BG: Music & SFX Libraries

In the last couple of years there’s been an explosion in the music and sound effects libraries industry. There’s more variety and a higher caliber of music and sound effects than ever before.

Unlike many services these days, where asking for a customized product is like asking for a slice of the moon on a cracker, sound library producers take pride in their ability to give the consumer personal, and often custom-tailored works. This buyer’s guide will introduce you to what you need to know about licensing professional music for your productions.

Licensing

Remember, whenever you use music created by someone other than yourself, you need to obtain permission from the holder of the copyright. Like any good legal transaction, this requires money and red tape. But wait! The music libraries in this grid were designed to make this process as easy as possible. There are three common types of licenses, each with their own benefits and drawbacks.

  • Buyout license (Also known as royalty-free):

    This is one of the most common types of music license. It’s a one-time flat-fee license that gives the user unlimited use of the selections. While many companies refer to this as a lifetime agreement, there is technically a 99-year limitation on this license. But hey, will you really be needing it 100 years from now? As with all the other licenses, the music is non-transferable, so you can’t lend it to a friend.

    Many people enjoy this type of license because of its simplicity. There are no additional fees to worry about and after signing the initial agreement, there’s no more paperwork. Unless you use lots and lots of music, this is a great way to go. Some people, mostly pros making commercials for TV, feel limited by this arrangement because they have a need for more music. For this group of producers, the other licenses may work better.

  • Annual blanket:

    This license allows the customers to use a wide array of music or sound effects as much as they want for one year. The videographers receive new music throughout the year as it becomes available, just as if they had joined a record club. Some companies offer two and three year agreements at discounted rates. Prices on annual blanket licenses vary greatly depending on the quantity of music. For example, all of Production Garden’s music comes with the option of either buyout or blanket license options. You can pay from $59 to $95 per disk for a buyout license or $1495 for an annual blanket fee. The annual blanket fee allows access to over twenty-two disks from their G Series 100 Library. This costs nearly half what it would cost to purchase a buyout license for the entire library.

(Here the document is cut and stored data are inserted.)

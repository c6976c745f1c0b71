//! # Kernel Driver Layer
//!
//! Colaboradores de hardware do núcleo. Cada um fica atrás de uma interface
//! definida pelo subsistema que o consome.
//!
//! | Driver   | Arquivo      | Interface                          |
//! |----------|--------------|------------------------------------|
//! | Serial   | `serial.rs`  | Sink dos macros de log             |
//! | PIC      | `pic.rs`     | `interrupts::InterruptController`  |
//! | PIT      | `pit.rs`     | `core::time::TickSource`           |
//! | Device   | `device.rs`  | Contrato de leitura/escrita        |

pub mod device; // Contrato de dispositivo de bytes
pub mod pic; // 8259 PIC - Interrupções legacy
pub mod pit; // PIT 8254 - Timer do sistema
pub mod serial; // UART 16550 - Logs

#[cfg(test)]
mod test;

    Likewise, Narrator Tracks, which describes their music as specifically designed for video producers, has both types of licenses. For $100 you can have unlimited rights to the music on a single disk, or pay $299 and get use of the entire library for one year. Annual blanket licenses require paperwork each time you use a track.

  • Per-use License:

    Also known as a needle drop or more recently, a Laser drop, this license allows you to lease one or more tracks for a one-time use in a single project.

    On average, the cost, is about $70 per minute. This type of license is handy for someone who doesn’t want to purchase an entire library or disk but has found the perfect track for a particular piece.

    The Rights

    When you license music, there are three basic rights that allow different usage. They are mechanical, synchronization and public performance rights. The mechanical right lets you re-record the music. The synchronization right is a fancy way of saying you can use the music in your video. And the public performance (or broadcast) right allows you to play the work on television, radio, cable or in front of a paying audience. Some production companies, like Creative Support Services, provide you with all three rights at no additional charge. Others price them independently, charging more for performance rights. Non-broadcast producers — like event videographers and hobbyists — pay considerably less than major producers.

    Unique to the Industry

    The music and sound effects production companies are a very flexible crowd. Whether or not they can touch their own toes, many of them will bend over backwards to get you what you want at a reasonable price. They can be flexible when it comes to price because there are many variables that determine cost: license type, quantity, multiple disk discounts, length, etc. For more detailed pricing, check out the manufacturers’ Web sites or call them. If you use the Web listen to their downloadable samples.

    There is no denying the power that music can have on a video. With such a huge selection, it’s a great time to invest in some professional sounds for your videos.